How many black people were killed by police in 2016?

How many black people were killed by police in 2016?
Source: AP
Source: AP

While black Americans make up only 13.6% of the U.S. population, they accounted for roughly one-quarter of the almost 1,000 police shooting deaths in 2016, according to data published by the Washington Post.

According to the Post, of the 963 people shot and killed by police in 2016, 233 of the victims — 24% — were black. In comparison, white Americans make up 78% of the population, but only 48% of fatal police shootings in 2016. A recent study found black Americans are 2.5 times more likely than white Americans to be shot and killed by police, echoing the disproportionate number of fatalities at the hands of police between white and black victims.

The ongoing disparity between how black and white suspects are treated by police resulted in increased tensions that came to a head following the 2016 killings of Alton Sterling on July 5 and Philando Castile on July 6. Sterling was shot and killed outside a convenience store in Baton Rouge, Louisiana. Less than 24 hours later, Castile was shot and killed during a traffic stop in Falcon Heights, Minnesota. Prompted by these back-to-back shootings, protesters and activists gathered around the country to shed light on police reform. During a peaceful protest in Dallas on July 8, Micah Johnson opened fire on police officers, injuring nine and killing five.

Here are some other notable police shootings from 2016.

Germonta Wallace: The first

Germonta Wallace, 30, was shot and killed by police on Jan. 4, 2016. Wallace was on the run from police after being named a suspect in the killing of Norris Martin, whose body was found in the trunk of a burning car. Wallace had reportedly gotten out of prison a few months prior and was working with a janitorial service. 

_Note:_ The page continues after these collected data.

//! Sales summary rendering
//!
//! ```text
//! NoGenerator ─────────────────────────────────────▶ Deterministic
//! GeneratorConfigured ──▶ Attempt ──┬─▶ Accepted
//!                                   └─▶ Rejected / Failed / TimedOut ──▶ Deterministic
//! ```
//!
//! Both paths end in [`OutputGuard::finalize`]; the links section is
//! appended only there, after the body has been sanitized and capped.

pub mod generator;
pub mod guard;
pub mod html;
pub mod links;
pub mod render;

pub use generator::{build_prompt, ChatCompletionsGenerator, PromptPair, SummaryGenerator};
pub use guard::{
    enforce_section_caps, strip_code_fences, truncate_html, OutputGuard, RejectionReason,
    SectionHeading, Validation, TRUNCATION_NOTICE,
};
pub use html::{escape_html, is_safe_href, sanitize_html};
pub use links::{is_record_id, record_url, related_record_links, render_links, RecordLink};
pub use render::{DeterministicRenderer, EMPTY_SECTION_BULLET};

use crate::narrative::NarrativeInput;
use serde::Serialize;
use std::sync::Arc;
use std::time::Duration;

/// Which path produced the final HTML
#[derive(Debug, Clone, Copy, PartialEq, Eq, Serialize)]
#[serde(rename_all = "snake_case")]
pub enum RenderPath {
    Deterministic,
    Generated,
}

/// What happened to the generator attempt
#[derive(Debug, Clone, PartialEq, Eq, Serialize)]
#[serde(tag = "status", rename_all = "snake_case")]
pub enum GeneratorOutcome {
    /// No generator configured; deterministic output is the designed default
    Unconfigured,
    Accepted { provider: String },
    Rejected {
        provider: String,
        reasons: Vec<RejectionReason>,
    },
    Failed { provider: String, error: String },
    TimedOut { provider: String },
}

/// Rendered summary with its provenance
#[derive(Debug, Clone)]
pub struct RenderedSummary {
    pub html: String,
    pub path: RenderPath,
    pub outcome: GeneratorOutcome,
}

/// Runs the generator (when configured) and falls back to the
/// deterministic renderer on any failure
pub struct SummaryRenderer {
    guard: OutputGuard,
    generator: Option<Arc<dyn SummaryGenerator>>,
    timeout: Duration,
}

impl SummaryRenderer {
    pub fn new(
        guard: OutputGuard,
        generator: Option<Arc<dyn SummaryGenerator>>,
        timeout: Duration,
    ) -> Self {
        Self {
            guard,
            generator,
            timeout,
        }
    }

    pub fn guard(&self) -> &OutputGuard {
        &self.guard
    }

    pub fn has_generator(&self) -> bool {
        self.generator.is_some()
    }

    /// Deterministic summary, finalized with links.
    ///
    /// When the storage ceiling cuts into the mandatory sections, the
    /// placeholder summary is returned instead.
    pub fn deterministic(&self, input: &NarrativeInput, links: Option<&str>) -> String {
        let renderer = DeterministicRenderer::new(&self.guard);
        let html = self.guard.finalize(&renderer.render(input), links);
        let validation = self.guard.validate(&html);
        if validation.ok {
            return html;
        }
        tracing::warn!(
            reasons = ?validation.reasons,
            chars = html.chars().count(),
            "Deterministic summary failed validation; using placeholder sections"
        );
        self.guard.finalize(&renderer.placeholder(), None)
    }

    /// Produce the final summary for a narrative input
    pub async fn render(&self, input: &NarrativeInput, links: Option<&str>) -> RenderedSummary {
        let deterministic = self.deterministic(input, links);
        let Some(generator) = &self.generator else {
            return RenderedSummary {
                html: deterministic,
                path: RenderPath::Deterministic,
                outcome: GeneratorOutcome::Unconfigured,
            };
        };
        let provider = generator.name().to_string();

        let outcome = match build_prompt(input) {
            Err(e) => GeneratorOutcome::Failed {
                provider,
                error: e.to_string(),
            },
            Ok(prompt) => {
                match tokio::time::timeout(self.timeout, generator.generate(&prompt)).await {
                    Err(_) => GeneratorOutcome::TimedOut { provider },
                    Ok(Err(e)) => GeneratorOutcome::Failed {
                        provider,
                        error: e.to_string(),
                    },
                    Ok(Ok(raw)) => {
                        let cleaned = strip_code_fences(&raw);
                        let finalized = if cleaned.is_empty() {
                            String::new()
                        } else {
                            self.guard.finalize(&cleaned, links)
                        };
                        let validation = self.guard.validate(&finalized);
                        if validation.ok {
                            tracing::debug!(provider = %provider, chars = finalized.len(), "Generated summary accepted");
                            return RenderedSummary {
                                html: finalized,
                                path: RenderPath::Generated,
                                outcome: GeneratorOutcome::Accepted { provider },
                            };
                        }
                        GeneratorOutcome::Rejected {
                            provider,
                            reasons: validation.reasons,
                        }
                    }
                }
            }
        };

        tracing::warn!(outcome = ?outcome, "Generated summary not used; falling back to deterministic");
        RenderedSummary {
            html: deterministic,
            path: RenderPath::Deterministic,
            outcome,
        }
    }
}

#[cfg(test)]
mod tests {
    use super::*;
    use crate::config::RenderConfig;
    use crate::error::{Error, Result};
    use crate::narrative::EngagementItem;
    use async_trait::async_trait;

    struct FixedGenerator(String);

    #[async_trait]
    impl SummaryGenerator for FixedGenerator {
        fn name(&self) -> &str {
            "fixed"
        }

        async fn generate(&self, _prompt: &PromptPair) -> Result<String> {
            Ok(self.0.clone())
        }
    }

    struct FailingGenerator;

    #[async_trait]
    impl SummaryGenerator for FailingGenerator {
        fn name(&self) -> &str {
            "failing"
        }

        async fn generate(&self, _prompt: &PromptPair) -> Result<String> {
            Err(Error::Generator("upstream 500".to_string()))
        }
    }

    struct SlowGenerator;

    #[async_trait]
    impl SummaryGenerator for SlowGenerator {
        fn name(&self) -> &str {
            "slow"
        }

        async fn generate(&self, _prompt: &PromptPair) -> Result<String> {
            tokio::time::sleep(Duration::from_secs(5)).await;
            Ok(String::new())
        }
    }

    fn renderer(generator: Option<Arc<dyn SummaryGenerator>>) -> SummaryRenderer {
        SummaryRenderer::new(
            OutputGuard::new(&RenderConfig::default()),
            generator,
            Duration::from_millis(50),
        )
    }

    fn valid_generated() -> String {
        let body: Vec<String> = SectionHeading::ALL
            .iter()
            .map(|h| format!("{}<ul><li>Generated point</li></ul>", h.marker()))
            .collect();
        format!("```html\n{}\n```", body.join("\n"))
    }

    #[tokio::test]
    async fn test_no_generator_is_deterministic() {
        let r = renderer(None);
        let out = r.render(&NarrativeInput::default(), None).await;
        assert_eq!(out.path, RenderPath::Deterministic);
        assert_eq!(out.outcome, GeneratorOutcome::Unconfigured);
        assert!(r.guard().validate(&out.html).ok);
    }

    #[tokio::test]
    async fn test_valid_generated_output_accepted() {
        let r = renderer(Some(Arc::new(FixedGenerator(valid_generated()))));
        let out = r.render(&NarrativeInput::default(), None).await;
        assert_eq!(out.path, RenderPath::Generated);
        assert!(out.html.starts_with("<p><strong>Why Sales Should Care</strong></p>"));
        assert!(out.html.contains("Generated point"));
    }

    #[tokio::test]
    async fn test_leaking_output_falls_back() {
        let leaking = valid_generated().replace("Generated point", "Score from Lead_Score__c");
        let r = renderer(Some(Arc::new(FixedGenerator(leaking))));
        let input = NarrativeInput::default();
        let out = r.render(&input, None).await;
        assert_eq!(out.path, RenderPath::Deterministic);
        assert_eq!(out.html, r.deterministic(&input, None));
        match out.outcome {
            GeneratorOutcome::Rejected { reasons, .. } => {
                assert_eq!(reasons, vec![RejectionReason::FieldOrIdLeak])
            }
            other => panic!("unexpected outcome {:?}", other),
        }
    }

    #[tokio::test]
    async fn test_missing_heading_falls_back() {
        let partial = "<p><strong>Why Sales Should Care</strong></p><ul><li>x</li></ul>";
        let r = renderer(Some(Arc::new(FixedGenerator(partial.to_string()))));
        let out = r.render(&NarrativeInput::default(), None).await;
        assert_eq!(out.path, RenderPath::Deterministic);
        assert!(matches!(out.outcome, GeneratorOutcome::Rejected { ref reasons, .. } if reasons.len() == 3));
    }

    #[tokio::test]
    async fn test_empty_output_rejected() {
        let r = renderer(Some(Arc::new(FixedGenerator("```\n```".to_string()))));
        let out = r.render(&NarrativeInput::default(), None).await;
        match out.outcome {
            GeneratorOutcome::Rejected { reasons, .. } => {
                assert_eq!(reasons[0], RejectionReason::EmptyHtml)
            }
            other => panic!("unexpected outcome {:?}", other),
        }
    }

    #[tokio::test]
    async fn test_failure_and_timeout_fall_back() {
        let failing = renderer(Some(Arc::new(FailingGenerator)));
        let out = failing.render(&NarrativeInput::default(), None).await;
        assert!(matches!(out.outcome, GeneratorOutcome::Failed { .. }));
        assert_eq!(out.path, RenderPath::Deterministic);

        let slow = renderer(Some(Arc::new(SlowGenerator)));
        let out = slow.render(&NarrativeInput::default(), None).await;
        assert!(matches!(out.outcome, GeneratorOutcome::TimedOut { .. }));
    }

    #[test]
    fn test_oversized_deterministic_summary_keeps_headings() {
        let guard = OutputGuard::new(&RenderConfig {
            max_html_chars: crate::config::MIN_HTML_CHARS,
            ..Default::default()
        });
        let r = SummaryRenderer::new(guard, None, Duration::from_millis(50));
        let input = NarrativeInput {
            recent_engagement: (0..12)
                .map(|i| EngagementItem {
                    date: format!("2026-01-{:02}", i + 1),
                    highlight: format!("Completed task {} {}", i, "about the rollout ".repeat(8)),
                })
                .collect(),
            ..Default::default()
        };
        let html = r.deterministic(&input, None);
        assert!(r.guard().validate(&html).ok);
        assert!(html.chars().count() <= crate::config::MIN_HTML_CHARS);
        assert!(html.contains(EMPTY_SECTION_BULLET));
    }

    #[tokio::test]
    async fn test_links_appended_after_acceptance() {
        let links = "<p><strong>Links</strong></p>\n<ul><li><a href=\"https://acme.my.example.com/006AB0000000001\" target=\"_blank\" rel=\"noopener\">Opportunity record</a></li></ul>";
        let r = renderer(Some(Arc::new(FixedGenerator(valid_generated()))));
        let out = r.render(&NarrativeInput::default(), Some(links)).await;
        assert_eq!(out.path, RenderPath::Generated);
        assert!(out.html.ends_with(links));
    }
}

Read more here: http://www.charlotteobserver.com/news/local/article52912755.html#storylink=cpy

According to the Charlotte Observer, Wallace died after a lengthy gunfight with eight Charlotte-Mecklenburg police officers. His aunt, Deborah Wallace, said to reporters regarding how the fight between her nephew and police started: "I actually don't know how it went down. We don't know who was doing the shooting. We don't know if it was police or who." The officers involved in the shooting did not face charges.

Gerald Hall: The last

Gerald Hall, 29, was fatally shot by police officers on Christmas Day, 2016. Officers claimed Hall was shot after he ignored commands to drop a knife. Hall's mother, who watched body cam footage that would later be released in part to the public, insisted "That video showed nothing about him waving a knife. They shot him dead... Pow, pow, pow after that. That was it... I don't feel like my son deserved [any] of this." 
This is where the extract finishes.